RFE/RL: A Russian man who disguised himself as a medical worker so he could treat his COVID-19-stricken grandmother and reveal the bleak picture of how coronavirus patients were being treated in a hospital in the Siberian city of Tomsk has fled the country fearing for his safety. Sergei Samborsky told The Insider investigative group on November 28 that he is currently in Georgia after leaving Russia.
RFE/RL: Prosecutors have asked a Moscow court to sentence an ultraconservative, coronavirus-denying Russian priest who was stripped of his religious rank to four years in prison on charges of vigilantism, violating the right to religious freedom, and encouraging suicide. Prosecutors leveled the charges at the trial of Father Sergiy (Nikolai Romanov) during a hearing on November 29 at the Izmailovo district court.
FIDH: The Observatory has been informed about the arbitrary detention and release of Mr. Edem Semedlyaev, a Crimean Tatar human rights lawyer who has been engaged in the defence of Crimean Tatar activists and other activists and journalists in Crimea prosecuted in politically motivated cases.
Human Rights in Ukraine: Dilyaver Memetov, one of the coordinators of the important civic initiative Crimean Solidarity, was jailed for 12 days on 27 November, after a Russian-controlled ‘court’ made essentially no pretence of considering the charges against him. It seems clear that the young man’s imprisonment was intended from the moment on 26 November that a Russian-controlled police officer ran up and seized him outside a court involved in the political trial of seven Crimean Tatar civic journalists and activists.

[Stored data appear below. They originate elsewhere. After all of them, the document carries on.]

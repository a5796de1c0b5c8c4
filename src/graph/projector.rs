use super::{BranchInfo, EdgeKind, NodeKind, VisualizationEdge, VisualizationGraph, VisualizationNode};
use crate::model::Step;
use crate::tree::identity::branch_identifier;
use itertools::Itertools;

const PLACEHOLDER_SUFFIX: &str = "-placeholder";

/// Projects a step tree onto a node/edge graph.
///
/// Pure: the same tree always yields the same nodes and edges, in the same order.
pub fn build_graph(steps: &[Step]) -> VisualizationGraph {
    let mut nodes = Vec::new();
    build_nodes(steps, None, 0, &mut nodes);

    let mut edges = build_sequential_edges(&nodes);
    build_branch_edges(steps, &mut edges);

    VisualizationGraph { nodes, edges }
}

/// One node per step in depth-first order, plus one placeholder per open branch slot.
fn build_nodes(
    steps: &[Step],
    branch: Option<(&Step, usize, &str)>,
    depth: usize,
    nodes: &mut Vec<VisualizationNode>,
) {
    for (index, step) in steps.iter().enumerate() {
        nodes.push(VisualizationNode {
            id: step.identifier.clone(),
            label: step.name.clone(),
            kind: NodeKind::Step(step.kind),
            branch_info: branch.map(|(parent, branch_index, branch_id)| BranchInfo {
                parent_identifier: parent.identifier.clone(),
                branch_identifier: branch_id.to_string(),
                branch_index,
                is_first: index == 0,
            }),
            depth,
            position: None,
        });

        for slot in 0..branch_slot_count(step) {
            match step.branches.get(slot) {
                Some(branch) if !branch.steps.is_empty() => build_nodes(
                    &branch.steps,
                    Some((step, slot, &branch.identifier)),
                    depth + 1,
                    nodes,
                ),
                _ => nodes.push(placeholder_node(step, slot, depth + 1)),
            }
        }
    }
}

/// Existing branches, or the declared minimum when fewer exist.
fn branch_slot_count(step: &Step) -> usize {
    step.branches
        .len()
        .max(step.branch_constraints.min_branches)
}

fn slot_identifier(step: &Step, slot: usize) -> String {
    match step.branches.get(slot) {
        Some(branch) => branch.identifier.clone(),
        None => branch_identifier(&step.identifier, slot),
    }
}

fn placeholder_node(parent: &Step, slot: usize, depth: usize) -> VisualizationNode {
    let branch_id = slot_identifier(parent, slot);
    VisualizationNode {
        id: format!("{}{}", branch_id, PLACEHOLDER_SUFFIX),
        label: String::new(),
        kind: NodeKind::Placeholder,
        branch_info: Some(BranchInfo {
            parent_identifier: parent.identifier.clone(),
            branch_identifier: branch_id,
            branch_index: slot,
            is_first: true,
        }),
        depth,
        position: None,
    }
}

/// The top-level chain: consecutive nodes that do not live inside a branch.
fn build_sequential_edges(nodes: &[VisualizationNode]) -> Vec<VisualizationEdge> {
    nodes
        .iter()
        .filter(|node| node.branch_info.is_none())
        .tuple_windows()
        .map(|(a, b)| VisualizationEdge::new(&a.id, &b.id, EdgeKind::Sequential))
        .collect()
}

/// Edges contributed by branches, walked recursively:
/// - branch-entry from the owning step to the first node of each branch slot
/// - sequential between consecutive steps inside a branch
/// - insert-affordance from the last node of a branch to the step after the owner
fn build_branch_edges(steps: &[Step], edges: &mut Vec<VisualizationEdge>) {
    for (index, step) in steps.iter().enumerate() {
        let merge_target = steps.get(index + 1).map(|next| next.identifier.as_str());

        for slot in 0..branch_slot_count(step) {
            let (first, last) = match step.branches.get(slot) {
                Some(branch) if !branch.steps.is_empty() => {
                    for (a, b) in branch.steps.iter().tuple_windows() {
                        edges.push(VisualizationEdge::new(
                            &a.identifier,
                            &b.identifier,
                            EdgeKind::Sequential,
                        ));
                    }
                    let first = branch.steps[0].identifier.clone();
                    let last = branch.steps[branch.steps.len() - 1].identifier.clone();
                    (first, last)
                }
                _ => {
                    let placeholder =
                        format!("{}{}", slot_identifier(step, slot), PLACEHOLDER_SUFFIX);
                    (placeholder.clone(), placeholder)
                }
            };

            edges.push(VisualizationEdge::new(
                &step.identifier,
                &first,
                EdgeKind::BranchEntry,
            ));
            if let Some(target) = merge_target {
                edges.push(VisualizationEdge::new(&last, target, EdgeKind::InsertAffordance));
            }
        }

        for branch in &step.branches {
            build_branch_edges(&branch.steps, edges);
        }
    }
}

Human Rights in Ukraine: Rustem Useinov, a 66-year-old veteran of the Crimean Tatar national movement, did not see his home and garden razed to the ground by Russian occupiers on 24 November, but only because he had become dangerously unwell and been taken to hospital. Neither the fact that the 66-year-old was suffering from pneumonia (and had, reportedly, only been discharged from hospital the previous day), nor the approaching winter prevented the occupiers from wantonly destroying the home he had built and lived in for over two decades. Russia has demonstrated over and over again that those who oppose its invasion and annexation of Crimea can expect harassment and persecution, and the demolition of Useinov’s home was almost certainly in reprisal for his refusal to look away when other Crimean Tatars are imprisoned on fabricated charges.